Furthermore, in its use of armoured troop carriers, the Army is undertaking two very distinct roles. Firstly, there is the assault vehicle role, typical of "high-end" warfighting, where a Warrior-type vehicle transports troops to the enemy – often cross-country - whence they dismount and fight. The amount of time they spend in a closed down vehicle is relatively short and the main threat is from enemy gunfire.

Then, currently, there is the task of patrolling in counter-insurgency operations, where the troops may remain in the vehicles for prolonged periods, requiring continuous protection, in often extreme climatic conditions, where the main threat is the IED. Much of the use is on paved – or, at least – navigable roads, with very often intensive use over long periods, where durability and ease of maintenance are significant issues.

Here, it is actually hard to see how the two roles can be satisfied with one design. The threats are different and the user profiles are so dissimilar that it makes more sense to have two different types of vehicle – one for "high-end" warfighting and the other for counter-insurgency.

To an extent, this is already happening, with the introduction of the Mastiff into Iraq and Afghanistan, and the possible purchase of additional vehicles. What we might then see, therefore, is an Army equipped with two different fleets of vehicles, which it deploys according to the role it is required to undertake.

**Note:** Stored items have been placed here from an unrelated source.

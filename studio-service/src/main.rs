use service_core::error::AppError;
use service_core::observability::logging::init_tracing;
use std::net::SocketAddr;
use std::sync::Arc;
use studio_service::{
    build_router,
    config::StudioConfig,
    store::{create_pool, run_migrations, PgStore},
    AppState,
};
use tokio::signal;

#[tokio::main]
async fn main() -> Result<(), AppError> {
    dotenvy::dotenv().ok();

    // Fail fast on bad configuration
    let config = StudioConfig::from_env()?;

    init_tracing(
        &config.service_name,
        &config.log_level,
        config.otlp_endpoint.as_deref(),
    );

    tracing::info!(
        service = %config.service_name,
        version = %config.service_version,
        environment = ?config.environment,
        "Starting studio service"
    );

    for warning in config.startup_warnings() {
        tracing::warn!("{}", warning);
    }

    let pool = create_pool(&config.database)
        .await
        .map_err(|e| AppError::DatabaseError(anyhow::anyhow!(e)))?;
    run_migrations(&pool)
        .await
        .map_err(|e| AppError::DatabaseError(anyhow::anyhow!(e)))?;
    tracing::info!("Database initialized successfully");

    let state = AppState::new(config.clone(), Arc::new(PgStore::new(pool)));
    let app = build_router(state);

    let addr: SocketAddr = config.common.bind_address().parse().map_err(|e| {
        AppError::ConfigError(anyhow::anyhow!("Invalid bind address: {}", e))
    })?;

    let service_span = tracing::info_span!(
        "service",
        service = %config.service_name,
        version = %config.service_version,
        environment = ?config.environment,
    );
    let _guard = service_span.enter();

    tracing::info!(address = %addr, "Listening");

    let listener = tokio::net::TcpListener::bind(addr).await?;

    axum::serve(listener, app.into_make_service())
        .with_graceful_shutdown(shutdown_signal())
        .await?;

    tracing::info!("Service shutdown complete");
    Ok(())
}

async fn shutdown_signal() {
    let ctrl_c = async {
        signal::ctrl_c()
            .await
            .expect("failed to install Ctrl+C handler");
    };

    #[cfg(unix)]
    let terminate = async {
        signal::unix::signal(signal::unix::SignalKind::terminate())
            .expect("failed to install signal handler")
            .recv()
            .await;
    };

    #[cfg(not(unix))]
    let terminate = std::future::pending::<()>();

    tokio::select! {
        _ = ctrl_c => {
            tracing::info!("Received SIGINT, starting graceful shutdown");
        },
        _ = terminate => {
            tracing::info!("Received SIGTERM, starting graceful shutdown");
        },
    }
}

This is certainly something neither the Army nor military planners envisaged when they first mooted the FRES concept, and nor did they budget for it. The real question, therefore, is whether Mr Brown's government – or a new Conservative government – is prepared to spend twice over for two fleets of vehicles. And, if not, and the counter insurgency requirement takes priority, as indeed it must, will what is left of the FRES project have to be abandoned completely.

As a final thought, this may be no bad thing. With the weight of the new vehicles being discussed approaching or even matching the Warrior, there seems every advantage in rebuilding all or part of the Warrior fleet, and upgrading with the some of the advanced communications, sensors and defence enhancements that would have gone into the FRES vehicles.

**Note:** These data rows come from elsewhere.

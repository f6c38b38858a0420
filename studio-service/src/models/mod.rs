pub mod relationship;
pub mod student;
pub mod user;

pub use relationship::{StudioInstructor, StudioStudent};
pub use student::{Student, StudentProfileUpdate, StudioClient};
pub use user::{NewUser, UserRecord, UserResponse, UserType};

This is, in fact, what the US is doing with its Warrior-equivalent, the Bradley, reducing risk by allowing a phased introduction of new technology rather than the "big bang" that was to come with its own FCS programme.

Interestingly, for the moment, the Army is taking the "all or nothing" view. But, unless it finds an answer to the added burden of procuring and maintaining two fleets, the outcome, when it comes to FRES, may be "nothing".

Judah seems to think that this is a possible outcome, arguing that FRES could be in line to become another item on the litany of Blair's legacy of failures. The funny thing is that, should it so become, so few people know anything about the issue that it will scare be recognised as such. But, since the final decisions cannot any more be made by him, it cannot be Blair's failure. Success or failure lies in other hands. FRES, by any measure, is unfinished business.